# Royal Stick Steering boats



## Dragnfly

Just recently sold my 22' Nautic Star Nauticbay with a 250 Yamaha 4 stroke. Think I'm going back to a simple SS fresh water boat. My first boat was a SS, about 20 years ago, and I loved the simple design. I have it narrowed down to 3 different models. A G3, an Xpress and I was looking at the Royal boats. Thought I would throw this out to see if anyone has or has had this brand boat. I have never heard of them but they look kind of interesting on the net. Any current or past Royal Stick Steering boat owners out there with an opinion on the boat? Thanks.:help:


----------



## FishWalton

Never heard of "Royal" until your post. Checked the website. Seems to be an awesome product with plenty of bells and whistles. Looks like it would be really nice since there is no clutter. Haven't seen any stick steer boats that would match this slick design. I go to Dothan often and plan to go by the dealer and look at one.


----------



## Dragnfly

I was running a search on SS boats and they popped up. Never heard of them before either. I am going to make a run to Dothan but it may be a couple of weeks. I noticed Boyd's Marine carries all 3 boats I'm looking at. If you make it over there could you give me a yell about what you think of them. I kinda like the idea of ordering the color of choice. It looks like it has a very unusual bottom Hull design. I would appreciate it. Thanks.


----------



## FishWalton

I was in Dothan today and visited Boyd Marine to see a "Royal" boat. They had the top of the line model on display. With all the extras Model 169SS is a Cadillac. I have never in my life seen a stick steer like this. My first thought was how could anyone enjoy fishing out of this boat for fear of messing it up. I can see a can or two of bait turned over on the floor. This thing is fancy and beautiful. I’m afraid more hours would be spent cleaning and polishing rather than fishing. It’s that impressive. One would want to keep it looking like new. Price: $19,900 for a bream fishing boat!!!

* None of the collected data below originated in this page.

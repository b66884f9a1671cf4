//! Configuration for stretching runs.
//!
//! [`BloatConfig`] holds the cost parameters shared by every variant:
//!
//! - `iterations` - chain length, i.e. table entries per stream
//! - `streams` - independent chains combined by `multibloat`
//! - `workers` - size of a dedicated worker pool for the streams
//!
//! # Example
//!
//! ```
//! # #[cfg(feature = "hash-sha2")]
//! # fn main() -> Result<(), keybloat::BloatError> {
//! use keybloat::{BloatConfig, Sha512Hasher};
//!
//! // Explicit cost
//! let config = BloatConfig::new(1 << 16, 4)?;
//!
//! // Sized to a 64 MiB table per stream
//! let config = BloatConfig::for_memory::<Sha512Hasher>(64 << 20)?.with_streams(4);
//! assert_eq!(config.iterations(), 1 << 20);
//! # Ok(())
//! # }
//! # #[cfg(not(feature = "hash-sha2"))]
//! # fn main() {}
//! ```

use crate::capacity::{memory_to_iterations, multibloat_memory};
use crate::error::{BloatError, Result};
use crate::hash::ChainHasher;

/// Default chain length (2^16 iterations, 4 MiB of SHA-512 digests).
pub const DEFAULT_ITERATIONS: usize = 1 << 16;

/// Default number of streams.
pub const DEFAULT_STREAMS: usize = 1;

/// Cost parameters for a stretching run.
///
/// Constraints: `iterations >= 1`, `streams >= 1`, and `workers >= 1` when
/// set. Without `workers`, streams run on the global pool.
#[derive(Debug, Clone, Copy, PartialEq, Eq, Hash)]
pub struct BloatConfig {
    iterations: usize,
    streams: usize,
    workers: Option<usize>,
}

impl BloatConfig {
    /// Creates a new configuration.
    ///
    /// Returns error if `iterations` or `streams` is zero.
    pub fn new(iterations: usize, streams: usize) -> Result<Self> {
        let config = Self {
            iterations,
            streams,
            workers: None,
        };
        config.validate()?;
        Ok(config)
    }

    /// Creates a single-stream configuration whose table fits in `memory`
    /// bytes for hash `H`.
    ///
    /// Returns error if `memory` cannot hold a single digest.
    pub fn for_memory<H: ChainHasher>(memory: u64) -> Result<Self> {
        let iterations = memory_to_iterations::<H>(memory);
        if iterations == 0 {
            return Err(BloatError::invalid(
                "memory",
                memory,
                "budget must hold at least one digest",
            ));
        }
        let iterations = usize::try_from(iterations).map_err(|_| {
            BloatError::invalid("memory", memory, "budget exceeds addressable memory")
        })?;
        Self::new(iterations, DEFAULT_STREAMS)
    }

    /// Sets the chain length.
    pub fn with_iterations(mut self, iterations: usize) -> Self {
        self.iterations = iterations;
        self
    }

    /// Sets the number of streams.
    pub fn with_streams(mut self, streams: usize) -> Self {
        self.streams = streams;
        self
    }

    /// Runs streams on a dedicated pool of `workers` threads.
    pub fn with_workers(mut self, workers: usize) -> Self {
        self.workers = Some(workers);
        self
    }

    /// Returns the chain length.
    pub fn iterations(&self) -> usize {
        self.iterations
    }

    /// Returns the number of streams.
    pub fn streams(&self) -> usize {
        self.streams
    }

    /// Returns the dedicated worker count, if any.
    pub fn workers(&self) -> Option<usize> {
        self.workers
    }

    /// Peak table memory for hash `H` with all streams resident.
    pub fn memory_required<H: ChainHasher>(&self) -> Result<u64> {
        multibloat_memory::<H>(self.iterations as u64, self.streams as u64)
    }

    /// Validates the current configuration.
    pub fn validate(&self) -> Result<()> {
        if self.iterations == 0 {
            return Err(BloatError::invalid(
                "iterations",
                0,
                "must be at least 1",
            ));
        }
        if self.streams == 0 {
            return Err(BloatError::invalid("streams", 0, "must be at least 1"));
        }
        if self.workers == Some(0) {
            return Err(BloatError::invalid("workers", 0, "must be at least 1"));
        }
        Ok(())
    }
}

impl Default for BloatConfig {
    fn default() -> Self {
        Self {
            iterations: DEFAULT_ITERATIONS,
            streams: DEFAULT_STREAMS,
            workers: None,
        }
    }
}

If you can afford it I guarantee you would be the center of attention with other fisherman. 

See the line at Welcome to Royal Boats- maker of the finest fiberglass stick steering boats on the water 

You have to see the actual boat to appreciate its beauty and quality.


----------



## Dragnfly

Yeah, a bit pricy. I called and got one speked out at 22,000.00. Think if I was going to spend that much I would just go with a mid level bass boat. Think I'm going to look into an Xpress. Saw one rated for a 60 hp 4 stroke! Thanks for the info. I would like to see it in person, just 'cause! Thanks again.


----------



## Royal Boats

*Simply Royal*

Good Morning! I am the General Manager for Royal Boats and want to thank you for you kind words about our product. It looks like you have been giving a quote for the Royal 169SS for a fully loaded boat. Boyd's in Dothan seem to have a real demand for this model, but rest assured you can get into a 169SS for far less than $22,000. What do you really need in a fishing boat? Our standard package includes the following:
- All composite hull and one piece top cap
- Aluminum lids that you can stand on
- injected floatation
- Gauge pack
- Humminbird fish finder flush mounted
- Minn Kota Edge 45 trolling motor
- Front deck hatch
- 4 bunk custom built Marine Master trailer w/ radial tires
- White Gel coat boat with metal flake stripe down the side
- 7 ft rod box
- flush mount cup holders
- 12 gallon fuel tank
- 12 acc. plug
- side storage cubby
- 50 hp 2 Stroke Mercury (while supplies last)
- All mercury accessories which give you an extended warranty on them

This package is $14995 plus your tax, etc

Some of the options that seem to be popular include:
- HD side scan Hummingbird 898 w/ GPS
- Fusion am/ fm radio
- VHF radio/ cb
- front deck rubber safe step map
- GPS driven Minn Kota trolling motor
- Remote electric anchors
- flush mount easy access tackle box
- gas shock back deck lift
- vinyl flooring
- custom seats
- full metal flake gel coat
- Max air air injection system for live well
- trim gauge
- built in fuel tank with gauge
- 90% of our Royals come with Mercury 60 4 stroke

If yall have a club down there, we need to bring one down to test drive some weekend! Please feel free to call me at the shop 334-308-9481. I know that we can get you into a Royal at a competitive price.


----------



## Royal Boats

Sorry, for anyone wanting more info this weekend, please visit us at:
www.royalboats.net
thanks again!


----------



## X-Shark

> 4 bunk custom built Marine Master trailer w/ radial tires


Painted steel, Galvanized or alum?

I throw rocks at a painted steel trailer. You know he's going to stick it in saltwater sooner or later. 

Then on a quiet night when everything is real calm, you will be able to hear it RUST!


----------



## Royal Boats

We are set up to do black, matching painted trailers, galvanized, AND aluminum. The black is standard. We also offer swing away tounges too! We also use SS screws for everything to prevent run in the boat. The main thing you would need to put it in salt water would be a salt water trolling motor. We can upgrade that for you too.


----------



## scubajoe

Dragnfly said:


> Just recently sold my 22' Nautic Star Nauticbay with a 250 Yamaha 4 stroke. Think I'm going back to a simple SS fresh water boat. My first boat was a SS, about 20 years ago, and I loved the simple design. I have it narrowed down to 3 different models. A G3, an Xpress and I was looking at the Royal boats. Thought I would throw this out to see if anyone has or has had this brand boat. I have never heard of them but they look kind of interesting on the net. Any current or past Royal Stick Steering boat owners out there with an opinion on the boat? Thanks.:help:


 I have a Xtreme Pro 16 with stick steering, have had no problems since I got it in 2005.


----------